The tweaks come a week and a half after the revelation that the Donald Trump-aligned political data firm Cambridge Analytica had obtained information on about 50 million U.S. users before the 2016 election. The resulting outrage in the U.S. and Europe has given new life to long-standing complaints that it's too difficult for Facebook users to control or know who can view their posts, messages, photos, "likes" and other content.
The Facebook officials making Wednesday's announcement, chief privacy officer Erin Egan and deputy general counsel Ashlie Beringer, appear to acknowledge the complaints and confusion.
"The last week showed how much more work we need to do to enforce our policies, and to help people understand how Facebook works and the choices they have over their data," write Egan and Beringer. "We've heard loud and clear that privacy settings and other important tools are too hard to find, and that we must to do more to keep people informed."
The changes include a new "Privacy Shortcuts" menu with written explanations of each relevant option; an "Access Your Information" feature that lets users easily delete individual posts and "likes"; and what's billed as a streamlined way for users to download all the data Facebook has on them.
On mobile devices, write Egan and Beringer, "instead of having settings spread across nearly 20 different screens, they're now accessible from a single place."
Some of the changes may have been ones Facebook would have made anyway to comply with a sweeping European Union data-privacy rule that takes effect in May.
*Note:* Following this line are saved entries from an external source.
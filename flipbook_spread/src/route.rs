// Copyright 2025 the Flipbook Authors
// SPDX-License-Identifier: Apache-2.0 OR MIT

use flipbook_pagination::{PageKind, SpreadLabel, Step};
use tracing::debug;

use crate::document::Document;
use crate::payload::{PageView, SpreadPayload};
use crate::text::{DEFAULT_PARAGRAPHS, placeholder_paragraphs};

/// Path prefix of spread locations.
pub const ROUTE_PREFIX: &str = "/flipbook/";

/// The routable location of a spread.
#[must_use]
pub fn spread_location(label: &SpreadLabel) -> String {
    format!("{ROUTE_PREFIX}{label}")
}

/// Why a spread query failed.
#[derive(Clone, Debug, PartialEq, Eq, thiserror::Error)]
pub enum SpreadError {
    /// The label does not name a spread of this document.
    #[error("no spread is labelled {0:?}")]
    NotFound(String),
}

/// Outcome of routing a `/flipbook/<label>` path.
#[derive(Clone, Debug, PartialEq, Eq)]
pub enum Route {
    /// The path is canonical; render this spread.
    Show(Box<SpreadPayload>),
    /// The label is valid but not canonical; go to this location instead.
    Redirect(String),
    /// Nothing lives here.
    NotFound,
}

impl Document {
    /// Query surface: the payload for the spread named by `label`.
    ///
    /// Non-canonical labels that parse (`"4"` for `"3_4"`) are served as the
    /// spread they resolve to.
    pub fn spread(&self, label: &str) -> Result<SpreadPayload, SpreadError> {
        self.pagination()
            .parse_label(label)
            .and_then(|step| self.payload(step))
            .ok_or_else(|| SpreadError::NotFound(label.into()))
    }

    /// The payload for `step`, or `None` if it is not a step.
    #[must_use]
    pub fn payload(&self, step: Step) -> Option<SpreadPayload> {
        let pagination = self.pagination();
        let label = pagination.label(step)?;
        let position = pagination.position(step)?;
        let first_label = pagination.label(pagination.first_step()?)?;
        let last_label = pagination.label(pagination.last_step()?)?;

        let view_data = pagination
            .page_numbers_for_step(step)
            .iter()
            .filter_map(|&n| pagination.page(n))
            .map(|page| PageView {
                page: page.clone(),
                company: self.company_for(page).cloned(),
                paragraphs: if page.kind == PageKind::Cover {
                    Vec::new()
                } else {
                    placeholder_paragraphs(&page.id, DEFAULT_PARAGRAPHS)
                },
            })
            .collect();

        Some(SpreadPayload {
            view_data,
            article_index: pagination.article_index(),
            prev_label: pagination.prev_step(step).and_then(|s| pagination.label(s)),
            next_label: pagination.next_step(step).and_then(|s| pagination.label(s)),
            label,
            step,
            position,
            total_steps: pagination.len(),
            first_label,
            last_label,
        })
    }

    /// Routing surface for `/flipbook/<label>`.
    ///
    /// A trailing slash is tolerated. Valid labels that are not canonical
    /// redirect to the canonical location.
    #[must_use]
    pub fn resolve(&self, path: &str) -> Route {
        let Some(param) = path.strip_prefix(ROUTE_PREFIX) else {
            return Route::NotFound;
        };
        let param = param.strip_suffix('/').unwrap_or(param);
        let Some((step, canonical)) = self.pagination().canonicalize(param) else {
            debug!(path, "no spread for path");
            return Route::NotFound;
        };
        if canonical != param {
            let location = spread_location(&canonical);
            debug!(from = param, to = %location, "redirecting to canonical label");
            return Route::Redirect(location);
        }
        match self.payload(step) {
            Some(payload) => Route::Show(Box::new(payload)),
            None => Route::NotFound,
        }
    }
}

#[cfg(test)]
mod tests {
    use flipbook_pagination::{Direction, Page, PageKind, PageSide};

    use super::{Route, SpreadError, spread_location};
    use crate::document::Document;

    fn document() -> Document {
        let pages = (0..16)
            .map(|n| {
                let (kind, side) = match n {
                    0 => (PageKind::Cover, PageSide::Cover),
                    15 => (PageKind::BackCover, PageSide::End),
                    n if n % 2 == 1 => (PageKind::Article, PageSide::Left),
                    _ => (PageKind::Article, PageSide::Right),
                };
                Page::new(format!("p{n}"), n, kind, side).with_title(format!("Story {}", n / 4))
            })
            .collect();
        Document::new(pages, vec![]).unwrap()
    }

    #[test]
    fn cover_payload() {
        let doc = document();
        let payload = doc.spread("0").unwrap();
        assert_eq!(payload.label, "0");
        assert_eq!(payload.position, 1);
        assert_eq!(payload.total_steps, 9);
        assert_eq!(payload.prev_label, None);
        assert_eq!(payload.neighbor(Direction::Next).map(|l| l.as_str()), Some("1_2"));
        assert_eq!(payload.view_data.len(), 1);
        assert!(payload.view_data[0].paragraphs.is_empty());
        assert!(payload.is_first());
        assert_eq!(payload.last_label, "15");
    }

    #[test]
    fn middle_payload_has_two_pages_with_text() {
        let doc = document();
        let payload = doc.spread("4").unwrap();
        assert_eq!(payload.label, "3_4");
        assert_eq!(payload.step, 3);
        let numbers: Vec<u32> = payload.view_data.iter().map(|v| v.page.number).collect();
        assert_eq!(numbers, [3, 4]);
        assert!(payload.view_data.iter().all(|v| v.paragraphs.len() == 3));
        assert_eq!(payload.prev_label.as_ref().map(|l| l.as_str()), Some("1_2"));
        assert_eq!(payload.next_label.as_ref().map(|l| l.as_str()), Some("5_6"));
        let sides = payload.sides();
        assert_eq!(sides.left.map(|v| v.page.number), Some(3));
        assert_eq!(sides.right.map(|v| v.page.number), Some(4));
    }

    #[test]
    fn unknown_labels_are_not_found() {
        let doc = document();
        for label in ["", "x", "-1", "2_3", "100", "16_17"] {
            assert_eq!(
                doc.spread(label),
                Err(SpreadError::NotFound(label.into())),
                "{label:?}"
            );
        }
    }

    #[test]
    fn routing() {
        let doc = document();
        assert_eq!(doc.resolve("/flipbook/2"), Route::Redirect("/flipbook/1_2".into()));
        assert_eq!(doc.resolve("/flipbook/3"), Route::Redirect("/flipbook/3_4".into()));
        assert_eq!(doc.resolve("/flipbook/nope"), Route::NotFound);
        assert_eq!(doc.resolve("/elsewhere/1_2"), Route::NotFound);
        match doc.resolve("/flipbook/15/") {
            Route::Show(payload) => {
                assert_eq!(payload.label, "15");
                assert!(payload.is_last());
                assert_eq!(payload.next_label, None);
            }
            other => panic!("expected a spread, got {other:?}"),
        }
    }

    #[test]
    fn location_format() {
        let doc = document();
        let label = doc.pagination().label(13).unwrap();
        assert_eq!(spread_location(&label), "/flipbook/13_14");
    }
}
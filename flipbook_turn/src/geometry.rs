// Copyright 2025 the Flipbook Authors
// SPDX-License-Identifier: Apache-2.0 OR MIT

use flipbook_pagination::Direction;
use kurbo::{Point, Rect, Size};

/// Layout measured once when a turn starts.
///
/// The snapshot is frozen for the whole turn so that the leaf does not jump
/// if the host relayouts mid-animation. All rectangles are in stage
/// coordinates.
#[derive(Clone, Copy, Debug, PartialEq)]
pub struct TurnGeometry {
    /// Size of the area the turn is drawn in.
    pub stage: Size,
    /// Rectangle of the page that turns: the right page when turning to the
    /// next spread, the left page when turning back.
    pub leaf: Rect,
    /// Horizontal distance between the two pages, never negative.
    pub gap: f64,
}

impl TurnGeometry {
    /// Measures a turn in `direction` from the current page rectangles.
    ///
    /// A spread that shows a single page has only one rectangle. If the page
    /// that should turn is missing, the other one is used so the leaf still
    /// has a size, and the gap is zero.
    #[must_use]
    pub fn measure(stage: Size, left: Option<Rect>, right: Option<Rect>, direction: Direction) -> Self {
        let (turning, other) = match direction {
            Direction::Next => (right, left),
            Direction::Prev => (left, right),
        };
        let leaf = turning.or(other).unwrap_or(Rect::ZERO);
        let gap = match (left, right) {
            (Some(l), Some(r)) => (r.x0 - l.x1).max(0.0),
            _ => 0.0,
        };
        Self { stage, leaf, gap }
    }

    /// Size of the turning page.
    #[must_use]
    pub fn leaf_size(&self) -> Size {
        self.leaf.size()
    }

    /// The edge the leaf rotates about, at mid height.
    ///
    /// The spine side of the turning page: its left edge when turning to the
    /// next spread, its right edge when turning back.
    #[must_use]
    pub fn hinge(&self, direction: Direction) -> Point {
        let y = self.leaf.center().y;
        match direction {
            Direction::Next => Point::new(self.leaf.x0, y),
            Direction::Prev => Point::new(self.leaf.x1, y),
        }
    }
}

#[cfg(test)]
mod tests {
    use flipbook_pagination::Direction;
    use kurbo::{Point, Rect, Size};

    use super::TurnGeometry;

    const STAGE: Size = Size::new(1200.0, 800.0);
    const LEFT: Rect = Rect::new(100.0, 50.0, 500.0, 571.0);
    const RIGHT: Rect = Rect::new(516.0, 50.0, 916.0, 571.0);

    #[test]
    fn next_turns_the_right_page() {
        let g = TurnGeometry::measure(STAGE, Some(LEFT), Some(RIGHT), Direction::Next);
        assert_eq!(g.leaf, RIGHT);
        assert_eq!(g.gap, 16.0);
        assert_eq!(g.hinge(Direction::Next), Point::new(516.0, 310.5));
    }

    #[test]
    fn prev_turns_the_left_page() {
        let g = TurnGeometry::measure(STAGE, Some(LEFT), Some(RIGHT), Direction::Prev);
        assert_eq!(g.leaf, LEFT);
        assert_eq!(g.hinge(Direction::Prev), Point::new(500.0, 310.5));
    }

    #[test]
    fn overlap_and_single_pages() {
        let overlapping = Rect::new(480.0, 50.0, 880.0, 571.0);
        let g = TurnGeometry::measure(STAGE, Some(LEFT), Some(overlapping), Direction::Next);
        assert_eq!(g.gap, 0.0);

        // Cover spread: only a right page exists; turning back borrows it.
        let g = TurnGeometry::measure(STAGE, None, Some(RIGHT), Direction::Prev);
        assert_eq!(g.leaf, RIGHT);
        assert_eq!(g.gap, 0.0);

        let g = TurnGeometry::measure(STAGE, None, None, Direction::Next);
        assert_eq!(g.leaf_size(), Size::ZERO);
    }
}
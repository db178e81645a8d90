// Copyright 2025 the Flipbook Authors
// SPDX-License-Identifier: Apache-2.0 OR MIT

//! Flipbook Turn: the animated page turn between two spreads.
//!
//! A turn lifts the outer page of the current spread, rotates it about the
//! spine and lays it down on the other side, revealing the destination
//! spread underneath. This crate models that without rendering anything:
//!
//! - [`TurnMachine`]: the idle/loading/animating/settling state machine, with
//!   a reentrancy guard and synchronous abort.
//! - [`TurnGeometry`]: the layout snapshot frozen when a turn starts.
//! - [`TurnPose`]: angle, lift, travel, scale, shadow and shading as a pure
//!   function of progress.
//! - [`LeafFace`]: which page the single-sided leaf shows at a given moment.
//!
//! The host drives time by calling [`TurnMachine::tick`] with a monotonic
//! timestamp from its frame loop.
//!
//! ## Minimal example
//!
//! ```rust
//! use flipbook_pagination::{Direction, Page, PageKind, PageSide, Pagination};
//! use flipbook_turn::{TurnGeometry, TurnMachine, TurnTick};
//! use kurbo::{Rect, Size};
//!
//! let pages = (0..8)
//!     .map(|n| Page::new(format!("p{n}"), n, PageKind::Article, PageSide::Left))
//!     .collect();
//! let pagination = Pagination::new(pages);
//! let target = pagination.label(3).unwrap();
//!
//! let geometry = TurnGeometry::measure(
//!     Size::new(900.0, 600.0),
//!     Some(Rect::new(40.0, 20.0, 440.0, 540.0)),
//!     Some(Rect::new(456.0, 20.0, 856.0, 540.0)),
//!     Direction::Next,
//! );
//!
//! let mut turn = TurnMachine::default();
//! turn.begin(Direction::Next, target.clone(), "spread 1_2", geometry).unwrap();
//! turn.supply("spread 3_4", 0);
//! assert!(matches!(turn.tick(700), TurnTick::Progress(_)));
//! assert_eq!(turn.tick(1400), TurnTick::Completed(target.clone()));
//! assert!(turn.confirm(&target));
//! ```

mod geometry;
mod machine;
mod pose;

pub use geometry::TurnGeometry;
pub use machine::{
    DEFAULT_TURN_DURATION_MS, TurnMachine, TurnPhase, TurnRejected, TurnScene, TurnTick,
};
pub use pose::{GradientDirection, LEAF_DEPTH, LeafFace, TurnPose};
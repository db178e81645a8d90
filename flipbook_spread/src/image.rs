// Copyright 2025 the Flipbook Authors
// SPDX-License-Identifier: Apache-2.0 OR MIT

use crate::seed::seed_hash;

const BASE: &str = "https://images.unsplash.com";

const PHOTO_IDS: [&str; 16] = [
    "1507003211169-0a1dd7228f2d",
    "1513542789411-b6d5d45989b5",
    "1497366216548-37526070297c",
    "1542744094-24638eff58bb",
    "1522071820081-009f0129c71c",
    "1524758631624-e2822e304c36",
    "1497215842964-222b430dc094",
    "1557804506-669a67965ba3",
    "1557683316-973673baf926",
    "1624555130581-1d9cca783bc0",
    "1587691592099-24045742c181",
    "1560472354-e33a6d0cbf82",
    "1544197150-e2ad7602706c",
    "1578662996442-1f60151d4985",
    "1600880292203-757bb62b4baf",
    "1605640840606-9442a6f2c5b2",
];

/// Background picture for a page, picked from a fixed pool by `seed`.
#[must_use]
pub fn image_url(seed: &str) -> String {
    let id = PHOTO_IDS[seed_hash(seed) as usize % PHOTO_IDS.len()];
    format!("{BASE}/photo-{id}?w=800&q=80")
}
Among other things, it requires companies to request users’ consent for use of their data in an "intelligible and easily accessible form, using clear and plain language."
Facebook CEO Mark Zuckerberg has confirmed that the company knew about the Cambridge Analytica violation in 2015. Facebook did not inform the public until just before the release of media reports last week on Cambridge's actions and Facebook's apparent inaction.
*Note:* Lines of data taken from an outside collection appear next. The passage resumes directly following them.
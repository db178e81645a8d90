// Copyright 2025 the Flipbook Authors
// SPDX-License-Identifier: Apache-2.0 OR MIT

use flipbook_hit::OuterEdge;
use flipbook_pagination::Direction;
use flipbook_spread::Slot;
use kurbo::{Rect, Size};

/// Measured layout of the current spread, reported by the host.
///
/// Page rectangles are in the same space as pointer positions (viewport
/// coordinates, after the zoom and pan transform). Content size is the
/// unscaled size of the spread.
#[derive(Clone, Copy, Debug, Default, PartialEq)]
pub struct SpreadLayout {
    /// Size of the visible viewport.
    pub viewport: Size,
    /// Unscaled size of the spread content.
    pub content: Size,
    /// Rectangle of the page left of the spine, if any.
    pub left: Option<Rect>,
    /// Rectangle of the page right of the spine, if any.
    pub right: Option<Rect>,
}

impl SpreadLayout {
    /// The page rectangle in `slot`.
    #[must_use]
    pub fn page(&self, slot: Slot) -> Option<Rect> {
        match slot {
            Slot::Left => self.left,
            Slot::Right => self.right,
        }
    }
}

/// The edge facing away from the spine for a page in `slot`.
pub(crate) fn outer_edge(slot: Slot) -> OuterEdge {
    match slot {
        Slot::Left => OuterEdge::Left,
        Slot::Right => OuterEdge::Right,
    }
}

/// Clicking the outer edge of a page in `slot` turns this way.
pub(crate) fn turn_direction(slot: Slot) -> Direction {
    match slot {
        Slot::Left => Direction::Prev,
        Slot::Right => Direction::Next,
    }
}

/// Slot of the turning page for a turn in `direction`.
pub(crate) fn turning_slot(direction: Direction) -> Slot {
    match direction {
        Direction::Prev => Slot::Left,
        Direction::Next => Slot::Right,
    }
}

/// Slot of the destination page revealed on the leaf's back.
pub(crate) fn revealed_slot(direction: Direction) -> Slot {
    match direction {
        Direction::Prev => Slot::Right,
        Direction::Next => Slot::Left,
    }
}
Facebook is also grappling this week with users airing their surprise at the kind and quantity of data that the company has collected from them. The data include, in the case of some users of Facebook's Messenger app for the Android mobile operating system, records of text messaging and phone calls.
In a post on the company's "newsroom," Facebook pointed out that users had consented to the collection — although privacy experts have noted that people often click through such approvals without closely reading them. "People have to expressly agree to use this feature. If, at any time, they no longer wish to use this feature they can turn it off," the post reads.